Guest DBolling Posted April 25, 2002 Posted April 25, 2002 An S-Corp maintains a leveraged ESOP with a set % contribution (set up as a money purchase plan). According to the plan document, the shares to be released at the end of each plan year are allocated based on compensation to the same participants who are eligible for an employer contribution. However, it nowhere mentions that this allocation counts as a contribution or towards the annual additions. Should this allocation of released shares count toward the set % contribution (to in effect reduce the employer's deposit), or is it just a gains allocation based on compensation?
Guest stryan Posted April 25, 2002 Posted April 25, 2002 The available released shares would be allocated to the participants based on compensation and applied towards the contribution (subject to 415). The stock allocation would be based on the most recent valuation of the stock, which presumably would be the last day of the plan year. If this allocation did not meet the MP%, then an additional cash contribution would be necessary.
Guest DBolling Posted April 26, 2002 Posted April 26, 2002 More info - For 2001, there were no principal payments on the loan. The calculation of shares to release was based entirely on interest payments made toward the loan. The interest payments were paid entirely with S-Corp distributions on the unallocated shares. Since the interest payments were not technically made with "employer contribution" should these shares be allocated to participants as a contribution or a "gain" based on comp, or simply shown as a transfer from the unallocated account to the participants' accounts? I'm also concerned that in future years if the employer only deposits the amount needed to get to the set % contribution after the released shares are allocated, that there won't be enough cash to pay the annual principal payment. (The January principal payments are made with the contrib receivable for the prior plan year end 12/31)

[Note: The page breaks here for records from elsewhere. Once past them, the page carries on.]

use actix_web::{get, web, HttpResponse};
use serde::Deserialize;
use serde_json::json;

use common::{
    api::oauth::{self, OAuthProfile, OAuthProvider},
    auth::create_token,
    entities::user::PublicUser,
    error::{self, AddCode},
};

use crate::{
    config,
    repositories::user::UserRepository,
    service::{mail::MailerObject, oauth::OAuthService},
};

#[derive(Debug, Deserialize)]
pub struct CallbackQuery {
    pub code: String,
}

fn callback_url(provider: OAuthProvider) -> String {
    format!(
        "{}/api/oauth/{}/callback",
        config::backend_url(),
        provider.as_str()
    )
}

fn frontend_redirect(path_and_query: String) -> HttpResponse {
    HttpResponse::Found()
        .append_header(("Location", format!("{}{}", config::frontend_url(), path_and_query)))
        .finish()
}

/// Finishes a provider login: token plus user as a frontend redirect.
/// Errors also land on the frontend, on the oauth-error page.
async fn complete_login(
    users: &UserRepository,
    mailer: &MailerObject,
    profile: OAuthProfile,
) -> error::Result<String> {
    let service = OAuthService::new(users.clone(), mailer.clone());
    let (user, _created) = service.resolve(&profile).await?;
    let token = create_token(&user)?;
    let user_json = serde_json::to_string(&PublicUser::from(user))?;
    Ok(format!(
        "/oauth-success?token={}&user={}",
        urlencoding::encode(&token),
        urlencoding::encode(&user_json)
    ))
}

fn error_redirect(err: &common::error::ServiceError) -> HttpResponse {
    log::error!("OAuth login failed: {}", err);
    frontend_redirect(format!(
        "/oauth-error?message={}",
        urlencoding::encode(&err.to_string())
    ))
}

#[get("/api/oauth/status")]
pub async fn status() -> HttpResponse {
    HttpResponse::Ok().json(json!({
        "google": config::google().is_some(),
        "github": config::github().is_some(),
        "frontendUrl": config::frontend_url(),
    }))
}

#[get("/api/oauth/google")]
pub async fn google_redirect() -> error::Result<HttpResponse> {
    let Some(cfg) = config::google() else {
        return Err(anyhow::anyhow!("Google OAuth ist nicht konfiguriert").code(503));
    };
    let url = format!(
        "https://accounts.google.com/o/oauth2/v2/auth?client_id={}&redirect_uri={}&response_type=code&scope={}",
        urlencoding::encode(&cfg.client_id),
        urlencoding::encode(&callback_url(OAuthProvider::Google)),
        urlencoding::encode("openid email profile"),
    );
    Ok(HttpResponse::Found()
        .append_header(("Location", url))
        .finish())
}

#[get("/api/oauth/google/callback")]
pub async fn google_callback(
    query: web::Query<CallbackQuery>,
    users: web::Data<UserRepository>,
    mailer: web::Data<MailerObject>,
) -> HttpResponse {
    let result = async {
        let Some(cfg) = config::google() else {
            return Err(anyhow::anyhow!("Google OAuth ist nicht konfiguriert").code(503));
        };
        let profile = oauth::fetch_google_profile(
            &query.code,
            &cfg.client_id,
            &cfg.client_secret,
            &callback_url(OAuthProvider::Google),
        )
        .await?;
        complete_login(&users, &mailer, profile).await
    }
    .await;

    match result {
        Ok(path) => frontend_redirect(path),
        Err(err) => error_redirect(&err),
    }
}

#[get("/api/oauth/github")]
pub async fn github_redirect() -> error::Result<HttpResponse> {
    let Some(cfg) = config::github() else {
        return Err(anyhow::anyhow!("GitHub OAuth ist nicht konfiguriert").code(503));
    };
    let url = format!(
        "https://github.com/login/oauth/authorize?client_id={}&redirect_uri={}&scope={}",
        urlencoding::encode(&cfg.client_id),
        urlencoding::encode(&callback_url(OAuthProvider::GitHub)),
        urlencoding::encode("user:email"),
    );
    Ok(HttpResponse::Found()
        .append_header(("Location", url))
        .finish())
}

#[get("/api/oauth/github/callback")]
pub async fn github_callback(
    query: web::Query<CallbackQuery>,
    users: web::Data<UserRepository>,
    mailer: web::Data<MailerObject>,
) -> HttpResponse {
    let result = async {
        let Some(cfg) = config::github() else {
            return Err(anyhow::anyhow!("GitHub OAuth ist nicht konfiguriert").code(503));
        };
        let profile =
            oauth::fetch_github_profile(&query.code, &cfg.client_id, &cfg.client_secret).await?;
        complete_login(&users, &mailer, profile).await
    }
    .await;

    match result {
        Ok(path) => frontend_redirect(path),
        Err(err) => error_redirect(&err),
    }
}

#[cfg(test)]
mod tests {
    use std::sync::Arc;

    use common::repository::test_repository::TestRepository;

    use super::*;
    use crate::service::mail::TestMailer;

    fn profile(email: &str) -> OAuthProfile {
        OAuthProfile {
            provider: OAuthProvider::Google,
            provider_id: "g-123".to_string(),
            email: email.to_string(),
            name: Some("Max".to_string()),
            avatar: Some("https://example.com/a.png".to_string()),
        }
    }

    #[actix_web::test]
    async fn oauth_login_creates_account_with_welcome_mail() {
        std::env::set_var("JWT_SECRET", "test-secret");
        let users = UserRepository::new(Arc::new(TestRepository::new()));
        let mailer = Arc::new(TestMailer::new());
        let mailer_obj: MailerObject = mailer.clone();

        let path = complete_login(&users, &mailer_obj, profile("neu@example.com"))
            .await
            .unwrap();
        assert!(path.starts_with("/oauth-success?token="));
        assert!(path.contains("&user="));

        let user = users.find_by_email("neu@example.com").await.unwrap().unwrap();
        assert_eq!(user.google_id.as_deref(), Some("g-123"));
        assert!(user.is_email_verified);
        assert_eq!(mailer.sent_count(), 1);
    }

    #[actix_web::test]
    async fn oauth_login_backfills_existing_account() {
        std::env::set_var("JWT_SECRET", "test-secret");
        let users = UserRepository::new(Arc::new(TestRepository::new()));
        let mailer = Arc::new(TestMailer::new());
        let mailer_obj: MailerObject = mailer.clone();

        let existing = common::entities::user::User::empty("alt@example.com");
        users.create(&existing).await.unwrap();

        complete_login(&users, &mailer_obj, profile("alt@example.com"))
            .await
            .unwrap();

        let user = users.find_by_email("alt@example.com").await.unwrap().unwrap();
        assert_eq!(user.id, existing.id);
        assert_eq!(user.google_id.as_deref(), Some("g-123"));
        // No welcome mail for accounts that already existed.
        assert_eq!(mailer.sent_count(), 0);
    }

    #[actix_web::test]
    async fn welcome_mail_failure_does_not_break_the_login() {
        std::env::set_var("JWT_SECRET", "test-secret");
        let users = UserRepository::new(Arc::new(TestRepository::new()));
        let mailer = Arc::new(TestMailer::new());
        mailer.fail_address("neu@example.com");
        let mailer_obj: MailerObject = mailer.clone();

        let path = complete_login(&users, &mailer_obj, profile("neu@example.com"))
            .await
            .unwrap();
        assert!(path.starts_with("/oauth-success"));
        assert!(users.find_by_email("neu@example.com").await.unwrap().is_some());
    }
}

RLL Posted April 26, 2002 Posted April 26, 2002 Hi DBolling --- If the interest payments were made from S corporation distributions on the suspense account shares, the shares released thereby should be allocated in the manner provided (in the ESOP plan document) for the allocation of dividends on unallocated shares. Sometimes this is done in proportion to account balances (as trust income); sometimes it's done in proportion to current compensation (the same as employer contributions). Check the plan document! Also, in a money purchase plan, the contribution formula amount sets the required employer contribution, without regard to the current value of any released shares. Look at the amount the employer contributes, not the value of the released shares that get allocated to participants' accounts. Appreciation in value of the leveraged shares should inure to the benefit of participants and should not be used to reduce the employer's contribution obligation. The section 415© annual additions are based on the lesser of (a) the amount that the employer contributes, and (B) the value of the released shares allocated to participants' accounts (so long as the ESOP plan document so provides). If the released shares have appreciated in value, such increase is not included under 415©.